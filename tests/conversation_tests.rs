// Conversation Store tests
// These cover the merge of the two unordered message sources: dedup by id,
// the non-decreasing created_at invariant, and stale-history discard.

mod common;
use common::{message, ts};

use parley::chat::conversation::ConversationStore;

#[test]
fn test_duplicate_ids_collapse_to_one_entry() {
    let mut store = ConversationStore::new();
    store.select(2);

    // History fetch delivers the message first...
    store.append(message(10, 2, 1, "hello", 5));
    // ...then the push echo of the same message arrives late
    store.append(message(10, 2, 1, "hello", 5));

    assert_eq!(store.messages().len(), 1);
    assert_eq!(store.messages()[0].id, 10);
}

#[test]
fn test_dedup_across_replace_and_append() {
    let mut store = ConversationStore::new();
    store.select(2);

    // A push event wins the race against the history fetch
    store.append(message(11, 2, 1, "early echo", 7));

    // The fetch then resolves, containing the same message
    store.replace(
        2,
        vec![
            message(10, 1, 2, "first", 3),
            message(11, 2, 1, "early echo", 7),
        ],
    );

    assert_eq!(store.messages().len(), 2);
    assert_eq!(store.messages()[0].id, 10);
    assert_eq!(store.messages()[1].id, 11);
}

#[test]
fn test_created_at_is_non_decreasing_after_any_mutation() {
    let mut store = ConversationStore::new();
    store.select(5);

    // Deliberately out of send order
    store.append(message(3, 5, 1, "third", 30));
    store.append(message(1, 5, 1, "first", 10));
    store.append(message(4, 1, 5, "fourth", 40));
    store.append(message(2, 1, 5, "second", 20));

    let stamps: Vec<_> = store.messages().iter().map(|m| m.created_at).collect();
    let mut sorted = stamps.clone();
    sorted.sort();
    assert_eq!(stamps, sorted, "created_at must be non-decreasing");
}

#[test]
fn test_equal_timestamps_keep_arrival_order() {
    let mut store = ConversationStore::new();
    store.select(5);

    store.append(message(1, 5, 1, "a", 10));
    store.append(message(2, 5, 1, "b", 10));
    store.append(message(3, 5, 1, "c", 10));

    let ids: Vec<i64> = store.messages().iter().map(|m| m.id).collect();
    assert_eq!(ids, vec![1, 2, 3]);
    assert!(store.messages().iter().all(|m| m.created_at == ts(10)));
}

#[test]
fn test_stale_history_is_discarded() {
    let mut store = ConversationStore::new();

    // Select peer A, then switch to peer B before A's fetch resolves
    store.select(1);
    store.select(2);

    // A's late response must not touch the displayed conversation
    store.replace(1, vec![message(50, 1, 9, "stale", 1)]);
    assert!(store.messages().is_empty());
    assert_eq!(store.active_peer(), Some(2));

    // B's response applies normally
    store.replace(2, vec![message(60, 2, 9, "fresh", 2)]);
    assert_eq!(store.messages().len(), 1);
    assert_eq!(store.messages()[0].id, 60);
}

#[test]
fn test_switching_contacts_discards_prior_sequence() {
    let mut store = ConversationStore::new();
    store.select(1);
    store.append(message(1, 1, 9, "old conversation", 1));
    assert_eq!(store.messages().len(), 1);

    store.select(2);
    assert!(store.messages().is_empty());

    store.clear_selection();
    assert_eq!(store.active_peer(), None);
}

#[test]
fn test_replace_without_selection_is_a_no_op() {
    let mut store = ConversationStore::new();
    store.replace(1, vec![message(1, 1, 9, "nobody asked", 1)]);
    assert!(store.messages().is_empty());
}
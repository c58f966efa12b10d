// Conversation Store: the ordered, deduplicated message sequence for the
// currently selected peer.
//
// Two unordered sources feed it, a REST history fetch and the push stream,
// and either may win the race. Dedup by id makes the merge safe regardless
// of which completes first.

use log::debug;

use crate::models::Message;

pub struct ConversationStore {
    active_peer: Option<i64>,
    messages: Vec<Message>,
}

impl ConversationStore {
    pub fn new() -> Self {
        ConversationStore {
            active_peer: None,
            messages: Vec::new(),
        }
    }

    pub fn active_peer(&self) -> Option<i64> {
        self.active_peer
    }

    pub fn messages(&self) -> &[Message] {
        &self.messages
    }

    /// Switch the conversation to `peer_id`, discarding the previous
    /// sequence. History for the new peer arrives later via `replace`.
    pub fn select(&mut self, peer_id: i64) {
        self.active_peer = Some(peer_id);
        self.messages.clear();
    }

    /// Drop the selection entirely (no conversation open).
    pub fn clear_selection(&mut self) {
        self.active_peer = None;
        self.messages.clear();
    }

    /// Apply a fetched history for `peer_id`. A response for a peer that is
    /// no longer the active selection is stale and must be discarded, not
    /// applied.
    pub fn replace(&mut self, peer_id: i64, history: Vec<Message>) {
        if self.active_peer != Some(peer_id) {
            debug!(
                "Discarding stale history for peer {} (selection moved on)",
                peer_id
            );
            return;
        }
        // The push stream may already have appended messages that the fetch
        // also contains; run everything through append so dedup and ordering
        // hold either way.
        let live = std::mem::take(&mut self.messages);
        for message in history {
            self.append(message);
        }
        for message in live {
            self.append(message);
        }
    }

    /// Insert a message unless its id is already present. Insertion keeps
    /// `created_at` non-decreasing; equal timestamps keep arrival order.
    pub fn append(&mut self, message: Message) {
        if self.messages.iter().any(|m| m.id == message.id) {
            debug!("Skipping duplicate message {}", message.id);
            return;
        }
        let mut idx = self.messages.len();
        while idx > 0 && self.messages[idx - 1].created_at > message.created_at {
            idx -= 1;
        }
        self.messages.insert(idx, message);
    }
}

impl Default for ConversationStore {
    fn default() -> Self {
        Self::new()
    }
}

----------

• Instructions to follow:
Within the data, how many lines hold the string "push"? Answer with the number and nothing more.

• Response to this exercise:
4